Task item — Beginning with the first line, please repeat the entries exactly and end on the line that contains "pub const EXHAUSTED_CURSOR: i64 = 0;".

Records for this exercise —
________________

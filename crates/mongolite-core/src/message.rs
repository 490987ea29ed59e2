//! Decoded inbound messages, outbound replies and client identity

use std::net::SocketAddr;

use bson::Document;

/// Cursor id meaning "no more batches". Every reply carries it.
pub const EXHAUSTED_CURSOR: i64 = 0;

/// Suffix marking a query namespace as a command namespace.
pub const COMMAND_NAMESPACE_SUFFIX: &str = ".$cmd";

/// A well-formed inbound request, as produced by the wire codec
#[derive(Debug, Clone, PartialEq)]
pub enum Message {
    /// Append documents to a collection
    Insert {
        collection: String,
        documents: Vec<Document>,
        request_id: i32,
    },
    /// Read a window of a collection, or run a command when the namespace
    /// is `<db>.$cmd`
    Query {
        collection: String,
        query: Document,
        fields: Option<Document>,
        skip: u32,
        limit: u32,
        flags: i32,
        request_id: i32,
    },
    /// Continue a cursor
    GetMore {
        collection: String,
        cursor_id: i64,
        limit: u32,
        request_id: i32,
    },
    /// An opcode the codec frames but the core does not serve
    Unsupported { op_code: i32, request_id: i32 },
}

impl Message {
    /// Short name used in logs and metric labels
    pub fn kind(&self) -> &'static str {
        match self {
            Message::Insert { .. } => "insert",
            Message::Query { .. } => "query",
            Message::GetMore { .. } => "getmore",
            Message::Unsupported { .. } => "unsupported",
        }
    }

    /// Whether this is a query addressed to a command namespace
    pub fn is_command(&self) -> bool {
        matches!(self, Message::Query { collection, .. } if collection.ends_with(COMMAND_NAMESPACE_SUFFIX))
    }
}

/// Outbound reply to a query, get-more or acknowledged insert
#[derive(Debug, Clone, PartialEq)]
pub struct Reply {
    pub response_to: i32,
    pub flags: i32,
    pub cursor_id: i64,
    pub starting_from: i32,
    pub documents: Vec<Document>,
}

impl Reply {
    pub fn new(response_to: i32, documents: Vec<Document>) -> Self {
        Self {
            response_to,
            flags: 0,
            cursor_id: EXHAUSTED_CURSOR,
            starting_from: 0,
            documents,
        }
    }

    pub fn empty(response_to: i32) -> Self {
        Self::new(response_to, Vec::new())
    }

    pub fn single(response_to: i32, document: Document) -> Self {
        Self::new(response_to, vec![document])
    }
}

/// Identity of the connection a message arrived on
#[derive(Debug, Clone, Copy, PartialEq, Eq)]
pub struct ClientContext {
    peer: SocketAddr,
}

impl ClientContext {
    pub fn new(peer: SocketAddr) -> Self {
        Self { peer }
    }

    /// Peer address as `ip:port`, without brackets around IPv6 hosts
    pub fn uri(&self) -> String {
        format!("{}:{}", self.peer.ip(), self.peer.port())
    }
}
//! Situation context - the structured classification of raw input text

use serde::{Deserialize, Serialize};

/// Category of legal/administrative situation detected in the input
#[derive(Debug, Clone, Copy, PartialEq, Eq, Hash, Serialize, Deserialize)]
#[serde(rename_all = "snake_case")]
pub enum SituationType {
    /// Roadside encounter with an officer (citation, license demand, ...)
    TrafficStop,
    /// A demand for payment: bill, fee, fine, invoice
    FeeDemand,
    /// A summons or notice to appear before a court
    CourtSummons,
    /// No specific category detected
    General,
}

impl SituationType {
    /// Get the situation type as a string
    pub fn as_str(&self) -> &'static str {
        match self {
            SituationType::TrafficStop => "traffic_stop",
            SituationType::FeeDemand => "fee_demand",
            SituationType::CourtSummons => "court_summons",
            SituationType::General => "general",
        }
    }

    /// Parse a situation type from a string; unknown values map to `General`
    pub fn parse(s: &str) -> Self {
        match s.to_lowercase().as_str() {
            "traffic_stop" => SituationType::TrafficStop,
            "fee_demand" => SituationType::FeeDemand,
            "court_summons" => SituationType::CourtSummons,
            _ => SituationType::General,
        }
    }
}

/// Urgency of the situation
#[derive(Debug, Clone, Copy, PartialEq, Eq, Hash, Serialize, Deserialize)]
#[serde(rename_all = "lowercase")]
pub enum UrgencyLevel {
    /// Informational; no deadline pressure detected
    Low,
    /// Default when no signal is found
    Medium,
    /// Deadlines or enforcement language detected
    High,
}

impl UrgencyLevel {
    /// Get the urgency level as a string
    pub fn as_str(&self) -> &'static str {
        match self {
            UrgencyLevel::Low => "low",
            UrgencyLevel::Medium => "medium",
            UrgencyLevel::High => "high",
        }
    }
}

/// Primary and secondary jurisdiction tags for a situation
#[derive(Debug, Clone, PartialEq, Eq, Serialize, Deserialize)]
pub struct Jurisdiction {
    /// Best-matching jurisdiction tag ("commercial", "federal", ...),
    /// or "unknown" when no signal was found
    pub primary: String,

    /// Additional jurisdiction tags that also matched
    #[serde(default)]
    pub secondary: Vec<String>,
}

impl Jurisdiction {
    /// The context when no jurisdiction signal is present
    pub fn unknown() -> Self {
        Self {
            primary: "unknown".to_string(),
            secondary: Vec::new(),
        }
    }
}

/// People and organizations extracted from the input text
#[derive(Debug, Clone, Default, PartialEq, Eq, Serialize, Deserialize)]
pub struct Entities {
    /// Personal names, insertion-ordered and deduplicated
    #[serde(default)]
    pub people: Vec<String>,

    /// Organization names, insertion-ordered and deduplicated
    #[serde(default)]
    pub organizations: Vec<String>,
}

/// Structured classification of a legal situation
///
/// Created by the situation interpreter and consumed read-only by every
/// downstream stage. Never mutated after creation.
#[derive(Debug, Clone, PartialEq, Serialize, Deserialize)]
pub struct SituationContext {
    /// Detected situation category
    #[serde(rename = "type")]
    pub situation_type: SituationType,

    /// Detected urgency level
    pub urgency: UrgencyLevel,

    /// Detected jurisdiction tags
    pub jurisdiction: Jurisdiction,

    /// Extracted entities
    pub entities: Entities,

    /// One-line human-readable summary of the classification
    pub summary: String,
}

impl SituationContext {
    /// The context returned for empty or signal-free input
    pub fn default_context() -> Self {
        Self {
            situation_type: SituationType::General,
            urgency: UrgencyLevel::Medium,
            jurisdiction: Jurisdiction::unknown(),
            entities: Entities::default(),
            summary: "No specific legal situation detected.".to_string(),
        }
    }
}

/// Caller-supplied hints that pin parts of the classification
#[derive(Debug, Clone, Default, PartialEq, Eq, Serialize, Deserialize)]
pub struct ContextHint {
    /// Pin the situation type, bypassing detection
    #[serde(default, skip_serializing_if = "Option::is_none")]
    pub situation_type: Option<String>,

    /// Pin the primary jurisdiction, bypassing detection
    #[serde(default, skip_serializing_if = "Option::is_none")]
    pub jurisdiction: Option<String>,
}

________________

Solution —
filename crates/mongolite-core/src/message.rs
repository 490987ea29ed59e2
//! Decoded inbound messages, outbound replies and client identity

use std::net::SocketAddr;

use bson::Document;

/// Cursor id meaning "no more batches". Every reply carries it.
pub const EXHAUSTED_CURSOR: i64 = 0;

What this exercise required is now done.